Work instruction:
Please copy every line of the material exactly.
*** Opening of Provided data ***
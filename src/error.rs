//! Error types for schedule generation.
//!
//! Shape problems are caught before resolution and reported as
//! [`ValidationError`]. Recoverable shape problems become
//! [`NormalizationWarning`]s and travel alongside the result instead.

use thiserror::Error;

use crate::schedule::Period;

/// Structural problems with the supplied period data.
#[derive(Error, Debug, Clone, PartialEq, Eq)]
pub enum ValidationError {
    /// A period label outside 1-8 (or not a number at all)
    #[error("Invalid period key '{key}': periods must be numbered 1 to 8")]
    InvalidPeriodKey { key: String },

    /// A period value whose shape cannot be repaired by truncation
    #[error("Period '{key}' is malformed: {reason}")]
    MalformedPeriod { key: String, reason: String },

    /// More than two periods have no class name at all
    #[error("{count} periods have no classes (at most 2 may be empty): {}", format_periods(.periods))]
    TooManyEmptyPeriods { count: usize, periods: Vec<Period> },
}

impl ValidationError {
    /// Short machine-readable tag, used by the HTTP layer.
    pub fn kind(&self) -> &'static str {
        match self {
            ValidationError::InvalidPeriodKey { .. } => "invalid_period_key",
            ValidationError::MalformedPeriod { .. } => "malformed_period",
            ValidationError::TooManyEmptyPeriods { .. } => "too_many_empty_periods",
        }
    }
}

fn format_periods(periods: &[Period]) -> String {
    periods
        .iter()
        .map(|p| p.to_string())
        .collect::<Vec<_>>()
        .join(", ")
}

fn code_point(ch: &char) -> u32 {
    *ch as u32
}

/// Non-fatal problems that were repaired during normalization.
#[derive(Error, Debug, Clone, PartialEq, Eq)]
pub enum NormalizationWarning {
    #[error(
        "Period {period} has {names} names, {rooms} rooms and {teachers} teachers; truncated to {kept} entries"
    )]
    MismatchedFieldLengths {
        period: Period,
        names: usize,
        rooms: usize,
        teachers: usize,
        kept: usize,
    },
}

/// Failures while producing the SVG document.
#[derive(Error, Debug)]
pub enum RenderError {
    #[error("Cannot render {field} text {text:?}: character U+{:04X} is not allowed", code_point(.ch))]
    UnsupportedCharacter {
        field: &'static str,
        text: String,
        ch: char,
    },

    #[error("Embedded font '{family}' could not be read: {reason}")]
    Font { family: &'static str, reason: String },

    #[error("Failed to write SVG: {0}")]
    Format(#[from] std::fmt::Error),
}

/// Failures while reading input files or payloads.
#[derive(Error, Debug)]
pub enum ParseError {
    #[error("IO error: {0}")]
    Io(#[from] std::io::Error),

    #[error("Invalid JSON: {0}")]
    Json(#[from] serde_json::Error),

    #[error("Invalid CSV: {0}")]
    Csv(#[from] csv::Error),

    #[error("Unsupported input file '{0}': expected .json or .csv")]
    UnsupportedFormat(String),
}

/// Anything that stops a schedule from being generated.
#[derive(Error, Debug)]
pub enum GenerateError {
    #[error(transparent)]
    Validation(#[from] ValidationError),

    #[error(transparent)]
    Render(#[from] RenderError),
}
*** Close of Provided data ***
Exercise response:
filename src/error.rs
//! Error types for schedule generation.
//!
//! Shape problems are caught before resolution and reported as
//! [`ValidationError`]. Recoverable shape problems become
//! [`NormalizationWarning`]s and travel alongside the result instead.

use thiserror::Error;

use crate::schedule::Period;

/// Structural problems with the supplied period data.
#[derive(Error, Debug, Clone, PartialEq, Eq)]
pub enum ValidationError {
    /// A period label outside 1-8 (or not a number at all)
    #[error("Invalid period key '{key}': periods must be numbered 1 to 8")]
    InvalidPeriodKey { key: String },

    /// A period value whose shape cannot be repaired by truncation
    #[error("Period '{key}' is malformed: {reason}")]
    MalformedPeriod { key: String, reason: String },

    /// More than two periods have no class name at all
    #[error("{count} periods have no classes (at most 2 may be empty): {}", format_periods(.periods))]
    TooManyEmptyPeriods { count: usize, periods: Vec<Period> },
}

impl ValidationError {
    /// Short machine-readable tag, used by the HTTP layer.
    pub fn kind(&self) -> &'static str {
        match self {
            ValidationError::InvalidPeriodKey { .. } => "invalid_period_key",
            ValidationError::MalformedPeriod { .. } => "malformed_period",
            ValidationError::TooManyEmptyPeriods { .. } => "too_many_empty_periods",
        }
    }
}

fn format_periods(periods: &[Period]) -> String {
    periods
        .iter()
        .map(|p| p.to_string())
        .collect::<Vec<_>>()
        .join(", ")
}

fn code_point(ch: &char) -> u32 {
    *ch as u32
}

/// Non-fatal problems that were repaired during normalization.
#[derive(Error, Debug, Clone, PartialEq, Eq)]
pub enum NormalizationWarning {
    #[error(
        "Period {period} has {names} names, {rooms} rooms and {teachers} teachers; truncated to {kept} entries"
    )]
    MismatchedFieldLengths {
        period: Period,
        names: usize,
        rooms: usize,
        teachers: usize,
        kept: usize,
    },
}

/// Failures while producing the SVG document.
#[derive(Error, Debug)]
pub enum RenderError {
    #[error("Cannot render {field} text {text:?}: character U+{:04X} is not allowed", code_point(.ch))]
    UnsupportedCharacter {
        field: &'static str,
        text: String,
        ch: char,
    },

    #[error("Embedded font '{family}' could not be read: {reason}")]
    Font { family: &'static str, reason: String },

    #[error("Failed to write SVG: {0}")]
    Format(#[from] std::fmt::Error),
}

/// Failures while reading input files or payloads.
#[derive(Error, Debug)]
pub enum ParseError {
    #[error("IO error: {0}")]
    Io(#[from] std::io::Error),

    #[error("Invalid JSON: {0}")]
    Json(#[from] serde_json::Error),

    #[error("Invalid CSV: {0}")]
    Csv(#[from] csv::Error),

    #[error("Unsupported input file '{0}': expected .json or .csv")]
    UnsupportedFormat(String),
}

/// Anything that stops a schedule from being generated.
#[derive(Error, Debug)]
pub enum GenerateError {
    #[error(transparent)]
    Validation(#[from] ValidationError),

    #[error(transparent)]
    Render(#[from] RenderError),
}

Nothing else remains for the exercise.